> [Records to use]:
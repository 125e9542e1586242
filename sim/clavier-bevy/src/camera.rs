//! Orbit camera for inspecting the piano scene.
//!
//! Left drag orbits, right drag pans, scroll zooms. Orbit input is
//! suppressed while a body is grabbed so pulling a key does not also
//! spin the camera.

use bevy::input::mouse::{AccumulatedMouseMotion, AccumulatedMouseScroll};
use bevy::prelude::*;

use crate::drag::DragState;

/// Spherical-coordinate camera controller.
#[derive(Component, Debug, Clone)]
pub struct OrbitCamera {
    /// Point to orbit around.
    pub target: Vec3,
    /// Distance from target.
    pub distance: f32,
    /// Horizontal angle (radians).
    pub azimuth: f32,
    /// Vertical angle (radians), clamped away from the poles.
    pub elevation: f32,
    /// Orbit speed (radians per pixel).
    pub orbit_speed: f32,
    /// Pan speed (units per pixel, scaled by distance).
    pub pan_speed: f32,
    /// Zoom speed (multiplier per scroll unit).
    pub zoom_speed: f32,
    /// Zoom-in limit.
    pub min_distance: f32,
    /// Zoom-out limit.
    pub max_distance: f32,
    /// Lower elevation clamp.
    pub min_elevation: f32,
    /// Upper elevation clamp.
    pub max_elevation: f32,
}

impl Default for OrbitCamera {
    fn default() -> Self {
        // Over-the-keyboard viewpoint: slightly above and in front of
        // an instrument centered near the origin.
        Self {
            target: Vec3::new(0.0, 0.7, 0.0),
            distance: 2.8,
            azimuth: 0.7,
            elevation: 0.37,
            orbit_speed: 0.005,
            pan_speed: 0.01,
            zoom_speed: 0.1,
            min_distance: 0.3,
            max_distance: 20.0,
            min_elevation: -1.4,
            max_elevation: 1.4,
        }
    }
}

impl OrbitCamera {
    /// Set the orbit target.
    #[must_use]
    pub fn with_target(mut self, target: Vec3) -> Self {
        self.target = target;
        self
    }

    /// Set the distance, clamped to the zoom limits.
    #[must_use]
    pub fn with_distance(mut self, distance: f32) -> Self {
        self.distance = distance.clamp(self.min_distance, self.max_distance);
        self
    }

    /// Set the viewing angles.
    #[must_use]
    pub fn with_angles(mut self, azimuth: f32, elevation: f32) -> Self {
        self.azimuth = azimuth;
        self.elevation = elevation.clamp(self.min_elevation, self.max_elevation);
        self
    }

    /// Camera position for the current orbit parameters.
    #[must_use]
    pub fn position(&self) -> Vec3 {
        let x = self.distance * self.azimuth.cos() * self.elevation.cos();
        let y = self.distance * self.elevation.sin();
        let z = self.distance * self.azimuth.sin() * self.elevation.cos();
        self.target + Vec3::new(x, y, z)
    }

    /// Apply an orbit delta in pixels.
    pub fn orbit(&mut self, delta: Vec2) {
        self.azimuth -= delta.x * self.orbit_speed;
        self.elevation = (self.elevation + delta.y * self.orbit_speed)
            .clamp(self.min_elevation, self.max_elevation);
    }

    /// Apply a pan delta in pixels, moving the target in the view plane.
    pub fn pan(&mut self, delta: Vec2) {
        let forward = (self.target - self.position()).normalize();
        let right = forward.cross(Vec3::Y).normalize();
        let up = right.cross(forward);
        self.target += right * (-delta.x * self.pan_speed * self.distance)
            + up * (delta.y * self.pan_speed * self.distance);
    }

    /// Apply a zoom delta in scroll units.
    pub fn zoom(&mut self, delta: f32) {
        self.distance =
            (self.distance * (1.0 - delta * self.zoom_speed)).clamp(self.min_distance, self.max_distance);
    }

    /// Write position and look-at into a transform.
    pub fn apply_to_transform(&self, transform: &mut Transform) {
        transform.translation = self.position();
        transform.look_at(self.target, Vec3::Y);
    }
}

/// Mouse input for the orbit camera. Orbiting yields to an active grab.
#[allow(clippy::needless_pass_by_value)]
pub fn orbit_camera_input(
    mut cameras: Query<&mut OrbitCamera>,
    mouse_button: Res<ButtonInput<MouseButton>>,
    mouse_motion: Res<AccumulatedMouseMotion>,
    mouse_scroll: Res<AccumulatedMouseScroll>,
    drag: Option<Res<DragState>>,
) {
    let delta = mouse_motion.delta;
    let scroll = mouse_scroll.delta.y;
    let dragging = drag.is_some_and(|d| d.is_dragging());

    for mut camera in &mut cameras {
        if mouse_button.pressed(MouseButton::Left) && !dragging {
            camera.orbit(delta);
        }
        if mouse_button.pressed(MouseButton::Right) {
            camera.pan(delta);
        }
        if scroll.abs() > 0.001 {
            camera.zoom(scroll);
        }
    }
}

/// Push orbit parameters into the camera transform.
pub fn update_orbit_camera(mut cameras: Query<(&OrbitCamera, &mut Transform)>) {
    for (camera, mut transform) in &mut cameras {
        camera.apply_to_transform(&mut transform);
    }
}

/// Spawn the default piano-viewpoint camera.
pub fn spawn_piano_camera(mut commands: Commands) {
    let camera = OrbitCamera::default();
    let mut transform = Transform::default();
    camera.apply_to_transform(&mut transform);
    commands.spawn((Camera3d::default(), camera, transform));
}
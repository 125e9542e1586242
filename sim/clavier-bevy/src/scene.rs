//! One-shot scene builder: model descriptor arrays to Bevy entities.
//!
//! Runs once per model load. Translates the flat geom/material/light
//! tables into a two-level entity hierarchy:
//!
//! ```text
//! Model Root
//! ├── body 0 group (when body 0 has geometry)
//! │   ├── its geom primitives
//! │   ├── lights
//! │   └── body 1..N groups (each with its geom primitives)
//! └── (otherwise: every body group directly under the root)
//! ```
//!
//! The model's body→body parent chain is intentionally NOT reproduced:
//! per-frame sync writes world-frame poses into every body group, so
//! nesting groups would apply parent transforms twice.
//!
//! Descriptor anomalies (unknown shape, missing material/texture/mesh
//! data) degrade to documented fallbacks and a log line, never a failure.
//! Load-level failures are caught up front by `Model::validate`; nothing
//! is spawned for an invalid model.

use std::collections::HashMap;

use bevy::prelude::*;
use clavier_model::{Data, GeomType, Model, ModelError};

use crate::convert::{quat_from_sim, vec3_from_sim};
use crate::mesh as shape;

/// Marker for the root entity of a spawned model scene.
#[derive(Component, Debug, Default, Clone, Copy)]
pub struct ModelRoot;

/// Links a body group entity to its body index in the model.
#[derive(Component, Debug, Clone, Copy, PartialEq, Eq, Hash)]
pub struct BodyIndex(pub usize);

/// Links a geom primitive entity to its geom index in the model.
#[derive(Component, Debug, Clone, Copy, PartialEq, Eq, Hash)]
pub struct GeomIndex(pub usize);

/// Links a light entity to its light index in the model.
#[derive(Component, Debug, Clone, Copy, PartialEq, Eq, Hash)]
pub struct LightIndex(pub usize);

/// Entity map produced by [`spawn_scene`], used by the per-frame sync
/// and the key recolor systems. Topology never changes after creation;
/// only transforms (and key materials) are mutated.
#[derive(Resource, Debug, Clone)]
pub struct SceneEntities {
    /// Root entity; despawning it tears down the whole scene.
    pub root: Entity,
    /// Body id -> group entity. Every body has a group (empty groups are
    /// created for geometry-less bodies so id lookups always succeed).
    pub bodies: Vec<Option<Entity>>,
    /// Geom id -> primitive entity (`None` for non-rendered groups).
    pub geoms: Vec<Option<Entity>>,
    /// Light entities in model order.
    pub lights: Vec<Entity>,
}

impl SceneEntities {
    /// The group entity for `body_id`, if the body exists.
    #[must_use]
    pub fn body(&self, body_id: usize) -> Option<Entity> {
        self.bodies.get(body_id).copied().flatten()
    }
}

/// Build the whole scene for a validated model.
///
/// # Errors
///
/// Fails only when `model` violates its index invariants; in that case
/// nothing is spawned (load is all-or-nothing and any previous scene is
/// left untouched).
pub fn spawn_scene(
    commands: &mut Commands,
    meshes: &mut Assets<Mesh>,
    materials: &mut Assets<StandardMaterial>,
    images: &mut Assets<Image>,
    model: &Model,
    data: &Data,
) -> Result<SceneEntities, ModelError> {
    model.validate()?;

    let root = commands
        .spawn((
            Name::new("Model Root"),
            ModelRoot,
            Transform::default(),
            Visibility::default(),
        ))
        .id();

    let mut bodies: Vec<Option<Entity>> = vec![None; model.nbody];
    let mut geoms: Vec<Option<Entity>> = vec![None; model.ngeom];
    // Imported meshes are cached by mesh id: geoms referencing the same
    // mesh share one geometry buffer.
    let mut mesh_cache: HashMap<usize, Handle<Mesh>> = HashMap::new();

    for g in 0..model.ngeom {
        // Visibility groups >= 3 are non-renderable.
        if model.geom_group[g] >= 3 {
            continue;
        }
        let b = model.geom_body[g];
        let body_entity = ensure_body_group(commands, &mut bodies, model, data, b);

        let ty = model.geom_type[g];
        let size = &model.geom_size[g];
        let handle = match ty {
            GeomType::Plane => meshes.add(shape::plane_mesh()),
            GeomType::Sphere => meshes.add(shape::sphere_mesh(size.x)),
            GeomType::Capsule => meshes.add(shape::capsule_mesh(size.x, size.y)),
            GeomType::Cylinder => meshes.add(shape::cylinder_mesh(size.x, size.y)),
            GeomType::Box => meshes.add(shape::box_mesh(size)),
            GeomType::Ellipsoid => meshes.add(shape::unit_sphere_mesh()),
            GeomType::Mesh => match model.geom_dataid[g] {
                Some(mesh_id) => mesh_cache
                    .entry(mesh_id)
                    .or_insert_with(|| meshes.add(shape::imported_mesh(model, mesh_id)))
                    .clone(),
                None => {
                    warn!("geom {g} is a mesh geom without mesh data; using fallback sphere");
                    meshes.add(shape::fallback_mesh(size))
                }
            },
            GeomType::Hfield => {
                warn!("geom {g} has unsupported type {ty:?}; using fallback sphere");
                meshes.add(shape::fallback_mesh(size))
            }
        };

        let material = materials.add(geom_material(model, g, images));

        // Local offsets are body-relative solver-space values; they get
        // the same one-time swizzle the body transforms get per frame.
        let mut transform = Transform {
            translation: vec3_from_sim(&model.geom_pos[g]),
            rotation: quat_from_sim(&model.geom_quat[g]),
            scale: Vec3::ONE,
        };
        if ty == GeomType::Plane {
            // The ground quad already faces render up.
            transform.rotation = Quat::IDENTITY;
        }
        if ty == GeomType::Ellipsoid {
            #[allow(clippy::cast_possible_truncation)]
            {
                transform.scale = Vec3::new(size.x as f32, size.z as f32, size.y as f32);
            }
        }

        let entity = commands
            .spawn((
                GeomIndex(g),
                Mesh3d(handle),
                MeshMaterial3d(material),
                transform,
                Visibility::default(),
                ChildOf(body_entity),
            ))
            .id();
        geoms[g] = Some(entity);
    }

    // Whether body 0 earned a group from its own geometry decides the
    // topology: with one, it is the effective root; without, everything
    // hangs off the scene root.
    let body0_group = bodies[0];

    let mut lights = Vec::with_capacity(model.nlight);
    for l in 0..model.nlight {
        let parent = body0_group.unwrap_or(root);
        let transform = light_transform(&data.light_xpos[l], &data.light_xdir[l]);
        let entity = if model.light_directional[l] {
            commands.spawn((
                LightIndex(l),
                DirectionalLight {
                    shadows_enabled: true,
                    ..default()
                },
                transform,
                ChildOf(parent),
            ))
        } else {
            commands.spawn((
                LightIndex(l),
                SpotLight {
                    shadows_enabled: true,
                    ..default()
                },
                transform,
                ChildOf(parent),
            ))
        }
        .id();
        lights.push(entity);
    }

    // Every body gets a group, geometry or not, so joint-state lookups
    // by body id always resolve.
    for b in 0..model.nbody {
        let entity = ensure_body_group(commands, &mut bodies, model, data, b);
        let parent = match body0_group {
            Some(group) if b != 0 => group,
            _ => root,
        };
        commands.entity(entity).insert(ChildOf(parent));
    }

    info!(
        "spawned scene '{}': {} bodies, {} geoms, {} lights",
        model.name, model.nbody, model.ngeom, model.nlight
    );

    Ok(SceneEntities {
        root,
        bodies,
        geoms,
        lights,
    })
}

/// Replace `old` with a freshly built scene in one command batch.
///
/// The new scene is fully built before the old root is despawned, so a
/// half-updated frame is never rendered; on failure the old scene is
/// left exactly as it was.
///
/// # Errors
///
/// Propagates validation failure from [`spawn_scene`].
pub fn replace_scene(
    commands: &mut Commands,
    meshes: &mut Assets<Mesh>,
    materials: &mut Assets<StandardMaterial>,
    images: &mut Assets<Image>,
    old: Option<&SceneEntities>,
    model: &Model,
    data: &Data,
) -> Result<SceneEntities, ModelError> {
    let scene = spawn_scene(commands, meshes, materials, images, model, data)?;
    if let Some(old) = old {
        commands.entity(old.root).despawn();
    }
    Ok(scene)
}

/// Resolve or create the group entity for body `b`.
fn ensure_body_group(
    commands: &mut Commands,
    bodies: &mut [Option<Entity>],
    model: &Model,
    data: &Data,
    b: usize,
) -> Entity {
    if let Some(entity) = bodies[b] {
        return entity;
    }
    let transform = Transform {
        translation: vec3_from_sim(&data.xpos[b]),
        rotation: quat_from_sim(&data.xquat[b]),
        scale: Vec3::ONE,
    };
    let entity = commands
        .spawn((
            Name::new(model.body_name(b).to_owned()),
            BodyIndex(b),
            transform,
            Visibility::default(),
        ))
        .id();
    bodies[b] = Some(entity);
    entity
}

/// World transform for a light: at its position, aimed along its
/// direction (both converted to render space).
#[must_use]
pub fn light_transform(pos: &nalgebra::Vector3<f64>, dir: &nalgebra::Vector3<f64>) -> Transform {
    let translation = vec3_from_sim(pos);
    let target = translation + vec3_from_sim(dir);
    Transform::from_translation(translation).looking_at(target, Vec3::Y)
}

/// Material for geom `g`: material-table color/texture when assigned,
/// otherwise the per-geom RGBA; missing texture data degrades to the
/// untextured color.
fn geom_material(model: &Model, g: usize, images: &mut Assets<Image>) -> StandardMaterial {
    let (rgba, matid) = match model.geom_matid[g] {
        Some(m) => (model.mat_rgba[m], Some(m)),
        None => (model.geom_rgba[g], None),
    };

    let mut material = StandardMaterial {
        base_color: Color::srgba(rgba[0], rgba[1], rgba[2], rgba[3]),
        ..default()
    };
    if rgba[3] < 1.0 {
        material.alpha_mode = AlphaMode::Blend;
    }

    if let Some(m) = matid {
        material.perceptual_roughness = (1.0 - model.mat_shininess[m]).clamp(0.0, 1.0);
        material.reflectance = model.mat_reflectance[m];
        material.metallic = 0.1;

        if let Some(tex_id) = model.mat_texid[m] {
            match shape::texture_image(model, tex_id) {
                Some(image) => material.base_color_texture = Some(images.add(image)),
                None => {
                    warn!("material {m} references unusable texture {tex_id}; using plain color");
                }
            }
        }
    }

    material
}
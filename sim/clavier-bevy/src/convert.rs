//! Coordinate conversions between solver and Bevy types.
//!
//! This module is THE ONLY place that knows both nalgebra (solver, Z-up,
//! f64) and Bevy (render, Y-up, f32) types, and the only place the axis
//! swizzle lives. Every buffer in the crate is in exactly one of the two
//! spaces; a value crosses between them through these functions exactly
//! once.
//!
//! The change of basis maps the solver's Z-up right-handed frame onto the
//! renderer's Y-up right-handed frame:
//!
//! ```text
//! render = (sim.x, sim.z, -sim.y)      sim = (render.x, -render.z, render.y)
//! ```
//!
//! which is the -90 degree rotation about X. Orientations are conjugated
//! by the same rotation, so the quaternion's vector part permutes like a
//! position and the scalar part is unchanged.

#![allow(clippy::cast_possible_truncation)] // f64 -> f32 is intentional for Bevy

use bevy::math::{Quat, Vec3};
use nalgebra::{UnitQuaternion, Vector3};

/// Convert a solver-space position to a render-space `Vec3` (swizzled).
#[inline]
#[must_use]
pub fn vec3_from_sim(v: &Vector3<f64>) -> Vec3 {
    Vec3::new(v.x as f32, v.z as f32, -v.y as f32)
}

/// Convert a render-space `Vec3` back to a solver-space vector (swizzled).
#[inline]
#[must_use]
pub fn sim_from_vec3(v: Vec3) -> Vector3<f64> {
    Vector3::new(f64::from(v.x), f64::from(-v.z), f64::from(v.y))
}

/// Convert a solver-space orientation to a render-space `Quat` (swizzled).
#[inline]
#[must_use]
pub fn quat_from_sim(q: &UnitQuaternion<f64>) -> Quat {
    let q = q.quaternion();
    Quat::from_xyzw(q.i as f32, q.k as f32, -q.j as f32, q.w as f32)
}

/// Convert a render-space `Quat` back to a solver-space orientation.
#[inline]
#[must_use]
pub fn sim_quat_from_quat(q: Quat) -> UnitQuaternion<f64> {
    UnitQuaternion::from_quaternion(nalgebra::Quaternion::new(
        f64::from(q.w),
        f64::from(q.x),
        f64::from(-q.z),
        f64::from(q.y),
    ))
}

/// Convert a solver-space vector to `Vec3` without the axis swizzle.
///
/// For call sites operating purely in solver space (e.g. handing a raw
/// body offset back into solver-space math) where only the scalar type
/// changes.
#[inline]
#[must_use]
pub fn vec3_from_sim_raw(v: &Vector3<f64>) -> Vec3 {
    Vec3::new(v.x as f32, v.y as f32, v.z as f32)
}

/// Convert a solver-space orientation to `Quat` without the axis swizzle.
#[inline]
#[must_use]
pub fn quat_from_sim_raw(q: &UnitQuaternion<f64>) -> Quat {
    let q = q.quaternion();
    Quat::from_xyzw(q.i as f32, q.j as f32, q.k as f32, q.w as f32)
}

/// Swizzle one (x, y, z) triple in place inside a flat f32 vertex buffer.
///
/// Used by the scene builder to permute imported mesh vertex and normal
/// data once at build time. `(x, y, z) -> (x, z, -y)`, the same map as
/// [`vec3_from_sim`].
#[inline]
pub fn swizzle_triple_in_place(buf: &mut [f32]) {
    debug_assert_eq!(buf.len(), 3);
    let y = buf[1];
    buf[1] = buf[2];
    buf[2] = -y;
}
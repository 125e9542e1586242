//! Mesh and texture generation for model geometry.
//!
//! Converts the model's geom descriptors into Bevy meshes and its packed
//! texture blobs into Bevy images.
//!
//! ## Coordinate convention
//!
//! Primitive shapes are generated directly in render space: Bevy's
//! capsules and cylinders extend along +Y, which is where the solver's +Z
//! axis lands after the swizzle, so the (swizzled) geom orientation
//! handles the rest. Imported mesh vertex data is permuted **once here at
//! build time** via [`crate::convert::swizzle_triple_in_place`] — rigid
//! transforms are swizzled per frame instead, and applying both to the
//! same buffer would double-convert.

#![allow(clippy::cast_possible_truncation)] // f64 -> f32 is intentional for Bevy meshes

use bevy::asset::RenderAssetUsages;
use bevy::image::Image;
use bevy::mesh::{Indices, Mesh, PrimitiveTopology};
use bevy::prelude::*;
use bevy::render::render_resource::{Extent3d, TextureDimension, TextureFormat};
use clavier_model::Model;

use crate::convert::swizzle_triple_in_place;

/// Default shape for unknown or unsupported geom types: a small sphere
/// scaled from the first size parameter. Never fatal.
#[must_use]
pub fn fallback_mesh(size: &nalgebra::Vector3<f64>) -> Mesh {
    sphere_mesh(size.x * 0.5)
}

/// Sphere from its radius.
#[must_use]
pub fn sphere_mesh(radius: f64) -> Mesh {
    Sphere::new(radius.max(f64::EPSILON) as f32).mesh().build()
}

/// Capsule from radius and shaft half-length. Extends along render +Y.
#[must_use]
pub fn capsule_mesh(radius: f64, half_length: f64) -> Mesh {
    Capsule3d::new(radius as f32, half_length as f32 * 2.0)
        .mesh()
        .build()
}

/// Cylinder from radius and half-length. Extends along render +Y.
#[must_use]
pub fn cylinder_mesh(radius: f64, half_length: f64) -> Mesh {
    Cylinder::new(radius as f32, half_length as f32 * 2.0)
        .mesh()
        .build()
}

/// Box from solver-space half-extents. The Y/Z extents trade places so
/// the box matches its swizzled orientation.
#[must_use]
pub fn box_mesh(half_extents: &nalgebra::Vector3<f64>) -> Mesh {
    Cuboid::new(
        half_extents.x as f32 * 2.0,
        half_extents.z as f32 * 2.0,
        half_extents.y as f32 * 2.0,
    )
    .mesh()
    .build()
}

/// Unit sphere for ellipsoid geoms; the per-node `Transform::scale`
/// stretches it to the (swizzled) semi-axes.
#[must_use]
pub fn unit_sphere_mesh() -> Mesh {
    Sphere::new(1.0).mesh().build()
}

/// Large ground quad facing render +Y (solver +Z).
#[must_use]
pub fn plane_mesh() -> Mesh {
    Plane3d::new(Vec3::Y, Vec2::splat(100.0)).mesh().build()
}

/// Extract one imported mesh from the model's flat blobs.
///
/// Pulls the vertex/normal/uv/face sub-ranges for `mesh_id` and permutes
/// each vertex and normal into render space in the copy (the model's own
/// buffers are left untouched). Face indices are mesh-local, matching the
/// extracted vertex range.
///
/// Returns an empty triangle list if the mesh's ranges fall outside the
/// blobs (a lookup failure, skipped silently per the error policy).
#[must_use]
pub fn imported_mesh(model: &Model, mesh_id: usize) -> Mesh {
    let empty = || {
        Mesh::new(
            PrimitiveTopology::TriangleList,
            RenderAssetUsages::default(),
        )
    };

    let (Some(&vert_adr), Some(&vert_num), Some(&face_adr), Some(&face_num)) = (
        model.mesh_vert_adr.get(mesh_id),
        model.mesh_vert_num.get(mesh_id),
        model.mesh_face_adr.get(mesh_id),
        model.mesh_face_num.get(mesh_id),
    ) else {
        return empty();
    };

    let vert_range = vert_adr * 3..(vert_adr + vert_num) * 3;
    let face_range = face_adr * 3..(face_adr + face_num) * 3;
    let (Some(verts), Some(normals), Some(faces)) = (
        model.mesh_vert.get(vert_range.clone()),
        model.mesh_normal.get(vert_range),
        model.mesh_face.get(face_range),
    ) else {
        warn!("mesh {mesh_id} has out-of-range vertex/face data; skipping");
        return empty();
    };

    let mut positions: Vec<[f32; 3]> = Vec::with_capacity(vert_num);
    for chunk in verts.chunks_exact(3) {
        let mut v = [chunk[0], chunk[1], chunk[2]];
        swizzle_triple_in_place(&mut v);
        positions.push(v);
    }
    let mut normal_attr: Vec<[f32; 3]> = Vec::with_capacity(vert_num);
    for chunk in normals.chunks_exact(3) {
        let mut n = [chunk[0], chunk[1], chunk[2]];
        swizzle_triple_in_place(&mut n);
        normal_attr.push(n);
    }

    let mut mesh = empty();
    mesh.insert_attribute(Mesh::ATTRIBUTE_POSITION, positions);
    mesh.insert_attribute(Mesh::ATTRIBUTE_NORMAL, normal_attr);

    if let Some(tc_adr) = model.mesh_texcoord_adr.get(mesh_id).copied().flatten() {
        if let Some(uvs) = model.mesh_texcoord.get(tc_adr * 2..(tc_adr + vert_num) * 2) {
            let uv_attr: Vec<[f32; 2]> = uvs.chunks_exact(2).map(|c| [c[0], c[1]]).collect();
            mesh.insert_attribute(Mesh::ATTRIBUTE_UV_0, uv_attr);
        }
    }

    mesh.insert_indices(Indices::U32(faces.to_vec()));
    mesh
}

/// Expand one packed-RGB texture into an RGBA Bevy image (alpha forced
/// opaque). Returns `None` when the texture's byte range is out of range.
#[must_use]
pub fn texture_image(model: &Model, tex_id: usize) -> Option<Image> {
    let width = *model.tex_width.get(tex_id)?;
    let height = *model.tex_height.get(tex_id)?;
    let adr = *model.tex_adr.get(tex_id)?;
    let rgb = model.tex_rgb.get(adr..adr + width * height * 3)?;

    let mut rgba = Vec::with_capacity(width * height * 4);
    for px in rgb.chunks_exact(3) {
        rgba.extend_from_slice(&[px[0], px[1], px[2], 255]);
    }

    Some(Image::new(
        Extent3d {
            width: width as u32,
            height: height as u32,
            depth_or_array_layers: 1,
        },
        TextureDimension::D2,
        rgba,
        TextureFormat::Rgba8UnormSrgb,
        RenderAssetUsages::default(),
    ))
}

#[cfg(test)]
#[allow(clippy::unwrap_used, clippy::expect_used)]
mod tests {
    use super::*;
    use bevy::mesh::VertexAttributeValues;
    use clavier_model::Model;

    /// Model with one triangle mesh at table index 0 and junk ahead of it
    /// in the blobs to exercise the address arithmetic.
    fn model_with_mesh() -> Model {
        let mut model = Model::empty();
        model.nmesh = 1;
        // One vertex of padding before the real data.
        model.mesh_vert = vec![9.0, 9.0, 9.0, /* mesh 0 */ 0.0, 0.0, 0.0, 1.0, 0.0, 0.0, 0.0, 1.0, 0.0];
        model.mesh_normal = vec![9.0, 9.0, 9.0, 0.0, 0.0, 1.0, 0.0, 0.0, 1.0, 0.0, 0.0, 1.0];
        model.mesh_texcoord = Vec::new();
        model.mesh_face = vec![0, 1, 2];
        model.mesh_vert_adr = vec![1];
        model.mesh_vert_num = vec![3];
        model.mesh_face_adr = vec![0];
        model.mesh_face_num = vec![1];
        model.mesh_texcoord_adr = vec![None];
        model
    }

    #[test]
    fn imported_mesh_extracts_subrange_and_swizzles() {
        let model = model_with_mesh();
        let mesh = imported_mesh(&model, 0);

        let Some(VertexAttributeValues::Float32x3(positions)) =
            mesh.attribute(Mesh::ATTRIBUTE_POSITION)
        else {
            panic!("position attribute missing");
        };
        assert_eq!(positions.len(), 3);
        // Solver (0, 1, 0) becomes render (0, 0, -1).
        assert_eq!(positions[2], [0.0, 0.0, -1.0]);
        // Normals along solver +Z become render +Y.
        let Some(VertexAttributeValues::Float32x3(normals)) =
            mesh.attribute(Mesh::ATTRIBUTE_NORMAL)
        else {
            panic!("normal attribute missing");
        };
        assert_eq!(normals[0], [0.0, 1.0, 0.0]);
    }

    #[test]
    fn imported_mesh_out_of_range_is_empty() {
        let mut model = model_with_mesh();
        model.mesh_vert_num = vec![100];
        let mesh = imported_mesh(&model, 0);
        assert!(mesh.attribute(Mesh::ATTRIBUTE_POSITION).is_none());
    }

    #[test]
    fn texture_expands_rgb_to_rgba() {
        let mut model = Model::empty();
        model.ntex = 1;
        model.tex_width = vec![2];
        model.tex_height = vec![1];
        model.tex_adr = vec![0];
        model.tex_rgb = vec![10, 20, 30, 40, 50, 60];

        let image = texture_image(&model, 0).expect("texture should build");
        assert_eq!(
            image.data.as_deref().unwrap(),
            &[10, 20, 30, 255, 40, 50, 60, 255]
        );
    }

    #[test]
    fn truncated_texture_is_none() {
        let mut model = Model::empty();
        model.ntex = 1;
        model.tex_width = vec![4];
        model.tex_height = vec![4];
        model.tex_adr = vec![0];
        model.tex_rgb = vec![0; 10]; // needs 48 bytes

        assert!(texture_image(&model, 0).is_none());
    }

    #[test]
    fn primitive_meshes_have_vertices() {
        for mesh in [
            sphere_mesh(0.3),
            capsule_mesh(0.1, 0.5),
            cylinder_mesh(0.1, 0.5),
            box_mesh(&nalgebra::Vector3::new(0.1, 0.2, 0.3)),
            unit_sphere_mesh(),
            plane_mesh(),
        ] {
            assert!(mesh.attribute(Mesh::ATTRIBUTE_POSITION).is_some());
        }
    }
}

> [What you need to do]:
Would you return each line of the material above, unchanged, from the first one through the line where "fn default() ->" appears?

> [Problem solution]:
repository 125e9542e1586242
filename sim/clavier-bevy/src/camera.rs
//! Orbit camera for inspecting the piano scene.
//!
//! Left drag orbits, right drag pans, scroll zooms. Orbit input is
//! suppressed while a body is grabbed so pulling a key does not also
//! spin the camera.

use bevy::input::mouse::{AccumulatedMouseMotion, AccumulatedMouseScroll};
use bevy::prelude::*;

use crate::drag::DragState;

/// Spherical-coordinate camera controller.
#[derive(Component, Debug, Clone)]
pub struct OrbitCamera {
    /// Point to orbit around.
    pub target: Vec3,
    /// Distance from target.
    pub distance: f32,
    /// Horizontal angle (radians).
    pub azimuth: f32,
    /// Vertical angle (radians), clamped away from the poles.
    pub elevation: f32,
    /// Orbit speed (radians per pixel).
    pub orbit_speed: f32,
    /// Pan speed (units per pixel, scaled by distance).
    pub pan_speed: f32,
    /// Zoom speed (multiplier per scroll unit).
    pub zoom_speed: f32,
    /// Zoom-in limit.
    pub min_distance: f32,
    /// Zoom-out limit.
    pub max_distance: f32,
    /// Lower elevation clamp.
    pub min_elevation: f32,
    /// Upper elevation clamp.
    pub max_elevation: f32,
}

impl Default for OrbitCamera {
    fn default() -> Self {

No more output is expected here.